Seattle Ain’t What It Used To Be – Home Stats

In 2004 over 17,000 Residential Properties sold for $400,000 or less In Seattle. Now…less than 1,300.
In King County the number dropped from over 30,000 to a little over 8,000.

In 2004 only 333 houses sold for more than $900,000 in Seattle. Now…over 2,600.
In King County the number increased from 1,050ish to almost 7,400.

It’s not merely about median price increases. It’s about the displacement of people who are making the median income or less being replaced with a whole different income class.

Here’s a visual.

I was running stats for a different reason. Given the recent change/slump that has been broadly recognized both here and in many places around the Country, it’s a good time to take stock of where we are and where we are going and to some extent…where we need to be going.

Below is an almost complete visual of all of the stats I was running for King County, Seattle and The Eastside. I used “Kirkland, Bellevue and Redmond” as a brief snapshot of “The Eastside”. Looking at the data is like looking at clouds. Everyone sees something a little different. But for me the top photo snapshot is pretty jaw dropping.

It pretty much explains why the Homeless Problem is growing. It pretty much explains why Democratic Socialists are popping up everywhere. It pretty much explains why there is a public outcry for some type of relief. The change in housing…not simply appreciation…but the disappearance of some lower income options being replaced by truly Luxury Priced options is astounding!

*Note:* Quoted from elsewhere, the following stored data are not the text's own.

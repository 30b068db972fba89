//! Scene: the node tree plus the discipline that lets mutations and
//! traversals interleave.
//!
//! # Read-only traversal, deferred mutation
//!
//! ```text
//!  app threads ── update(f) ──┐          render thread ── process(t, frame, phases)
//!                             ▼                                 │
//!                  ┌─────────────────────┐   active 0 → 1       │
//!                  │ Coordinator (Mutex) │ ◄────────────────────┤ drain leftovers (FIFO)
//!                  │  active: usize      │                      │
//!                  │  pending: VecDeque  │                      ▼
//!                  └─────────────────────┘            walk root (read_recursive)
//!                             │                                 │
//!          active == 0: run f now (write lock)       controls may call process again
//!          active  > 0: enqueue f                    (nested: never drains)
//!                                                               │
//!                                               active 1 → 0: drain pending (FIFO)
//! ```
//!
//! Every traversal, nested or not, therefore sees the tree exactly as it was
//! when the outermost traversal started.
//!
//! [`Scene::read_root`] counts as a traversal too. Any read lock on the root
//! is held only while `active > 0`, so the write lock, which is taken only
//! under the coordinator with `active == 0`, is never contended.

use std::collections::VecDeque;
use std::ops::Deref;
use std::sync::Arc;
use std::sync::atomic::{AtomicU64, Ordering};

use parking_lot::{Mutex, RwLock, RwLockReadGuard, RwLockWriteGuard};

use crate::frame::Frame;
use crate::node::{Node, NodeControl};
use crate::phase::Phase;
use crate::process_info::ProcessInfo;

/// Deferred structural change. Must be self-contained: it may only capture
/// data that is already valid when it is queued.
pub type Mutation = Box<dyn FnOnce(&mut Node) + Send>;

#[derive(Default)]
struct Coordinator {
    /// Number of `process` calls currently on any stack.
    active: usize,
    pending: VecDeque<Mutation>,
}

pub struct Scene {
    root: RwLock<Node>,
    coordinator: Mutex<Coordinator>,
    time: AtomicU64,
}

impl Default for Scene {
    fn default() -> Self {
        Self::new()
    }
}

impl Scene {
    #[must_use]
    pub fn new() -> Self {
        Self::with_root(Node::default())
    }

    #[must_use]
    pub fn with_root(root: Node) -> Self {
        Self {
            root: RwLock::new(root),
            coordinator: Mutex::new(Coordinator::default()),
            time: AtomicU64::new(0.0_f64.to_bits()),
        }
    }

    // ========================================================================
    // Mutation
    // ========================================================================

    /// Applies `mutation` to the root now if no traversal is running,
    /// otherwise queues it until the running traversals (and
    /// [`read_root`](Self::read_root) guards) have all ended.
    ///
    /// Mutations must not call back into this scene.
    pub fn update<F>(&self, mutation: F)
    where
        F: FnOnce(&mut Node) + Send + 'static,
    {
        let mut coordinator = self.coordinator.lock();
        if coordinator.active > 0 {
            coordinator.pending.push_back(Box::new(mutation));
            log::trace!(
                "Scene busy, mutation deferred ({} pending)",
                coordinator.pending.len()
            );
        } else {
            mutation(&mut self.root.write());
        }
    }

    /// Adds a node under the root.
    ///
    /// Requires exclusive access, which proves no traversal is running.
    /// Shared scenes use [`update`](Self::update) with
    /// [`Node::add_child`] instead.
    pub fn add_node(&mut self, control: Option<Arc<dyn NodeControl>>, children: Vec<Node>) -> &mut Node {
        self.root.get_mut().add_child(control, children)
    }

    #[inline]
    pub fn root_mut(&mut self) -> &mut Node {
        self.root.get_mut()
    }

    /// Read access to the tree outside of a traversal.
    ///
    /// The scene stays locked while the guard lives: updates from any
    /// thread are queued and applied when the last guard or traversal ends.
    #[must_use]
    pub fn read_root(&self) -> SceneReadGuard<'_> {
        let active = self.enter();
        SceneReadGuard {
            root: self.root.read_recursive(),
            _active: active,
        }
    }

    // ========================================================================
    // Traversal
    // ========================================================================

    /// Walks the tree once per phase, in order.
    ///
    /// Only an outermost call (one that finds no other traversal running)
    /// applies queued mutations: leftovers before walking, and everything
    /// queued during the walk once the last running traversal finishes.
    /// Calls made from inside a control are nested traversals of the same
    /// snapshot and never touch the queue.
    pub fn process(&self, time: f64, frame: &dyn Frame, phases: &[Phase<'_>]) {
        let _active = self.enter();
        let root = self.root.read_recursive();
        for phase in phases {
            log::trace!("Scene phase {phase:?} at t={time}");
            let end = phase.begin();
            let info = ProcessInfo::root(time, frame, *phase);
            process_node(&root, &info);
            if let Some(end) = end {
                end();
            }
        }
    }

    /// Marks a traversal as running. The first one in applies leftovers.
    fn enter(&self) -> ActiveGuard<'_> {
        let drain = {
            let mut coordinator = self.coordinator.lock();
            coordinator.active += 1;
            if coordinator.active == 1 && !coordinator.pending.is_empty() {
                // No reader can exist while active was zero, so the write
                // lock is free. Taking it before releasing the coordinator
                // keeps concurrent traversals from starting on a stale tree.
                Some((std::mem::take(&mut coordinator.pending), self.root.write()))
            } else {
                None
            }
        };
        let active = ActiveGuard { scene: self };
        if let Some((pending, root)) = drain {
            apply(pending, root);
        }
        active
    }

    /// Whether any traversal or [`read_root`](Self::read_root) guard is
    /// currently alive.
    #[must_use]
    pub fn locked(&self) -> bool {
        self.coordinator.lock().active > 0
    }

    #[must_use]
    pub fn pending_count(&self) -> usize {
        self.coordinator.lock().pending.len()
    }

    // ========================================================================
    // Clock
    // ========================================================================

    #[must_use]
    pub fn time(&self) -> f64 {
        f64::from_bits(self.time.load(Ordering::Acquire))
    }

    pub fn set_time(&self, time: f64) {
        self.time.store(time.to_bits(), Ordering::Release);
    }

    /// Moves the clock forward by `dt` seconds and returns the new time.
    /// Negative steps are ignored so the clock never runs backwards.
    pub fn advance_time(&self, dt: f64) -> f64 {
        let step = dt.max(0.0);
        let previous = self
            .time
            .fetch_update(Ordering::AcqRel, Ordering::Acquire, |bits| {
                Some((f64::from_bits(bits) + step).to_bits())
            })
            .unwrap_or_else(|bits| bits);
        f64::from_bits(previous) + step
    }
}

/// Shared view of the root returned by [`Scene::read_root`].
pub struct SceneReadGuard<'s> {
    // Declared first so the read lock is released before `active` drops.
    root: RwLockReadGuard<'s, Node>,
    _active: ActiveGuard<'s>,
}

impl Deref for SceneReadGuard<'_> {
    type Target = Node;

    fn deref(&self) -> &Node {
        &self.root
    }
}

struct ActiveGuard<'s> {
    scene: &'s Scene,
}

impl Drop for ActiveGuard<'_> {
    fn drop(&mut self) {
        let drain = {
            let mut coordinator = self.scene.coordinator.lock();
            coordinator.active -= 1;
            if coordinator.active == 0 && !coordinator.pending.is_empty() && !std::thread::panicking() {
                Some((std::mem::take(&mut coordinator.pending), self.scene.root.write()))
            } else {
                None
            }
        };
        if let Some((pending, root)) = drain {
            apply(pending, root);
        }
    }
}

fn apply(pending: VecDeque<Mutation>, mut root: RwLockWriteGuard<'_, Node>) {
    log::debug!("Applying {} deferred scene mutations", pending.len());
    for mutation in pending {
        mutation(&mut root);
    }
}

/// Depth-first, pre-order. Nodes without a control pass their parent's
/// record straight through.
fn process_node(node: &Node, parent: &ProcessInfo<'_>) {
    let Some(control) = &node.control else {
        for child in &node.children {
            process_node(child, parent);
        }
        return;
    };

    let mut info = parent.child();
    control.process(&mut info);
    if !info.visible {
        return;
    }
    for child in &node.children {
        process_node(child, &info);
    }
}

I didn’t separate the types of residential properties. I usually do, but in this case it really doesn’t matter WHAT the 919 less than $170,000 options were (red graphs below). That the number dropped to 34 is eye opening. Maybe they were manufactured homes. Maybe they were the “crap” houses newcomers often complain about. Still they were homes, and maybe to some extent this explains why people in that income bracket now have to live on the street or in their cars or in campers parked in someone’s driveway.

I’m posting these here as part of a bigger conversation somewhere else. The stats are not 100% accurate as many builders buy their low end teardowns off market and many high end homes are custom built or sold outside of the normal listing system. But given what we have to work with…this is a tale that deserves an in depth study. Clearly those reaching out for solutions to the Homeless Problem should be armed with some data like this showing prices have not only gone up…large numbers of people have been displaced. This doesn’t even count the number of apartments that tossed out all the renters and converted to condos since 2004. Just a huge change in the name of progress.

I have to admit I was dumbfounded by all of the angst against the Tech Companies in recent times…but looking at this data, well it all makes a lot more sense. Doesn’t it?

(Required Disclosure: Stats in this Post are not Published, Verified or Compiled by The Northwest Multiple Listing Service.)

Another reason I have been working on Stats is because the DOW just went up over the January 26, 2018 Peak and so is technically out of the Correction Phase. Median Home Prices should reflect a 10% to 20% downward adjustment from the 2018 peak by year end. But looking at where we are…that’s not going to help much. Is it?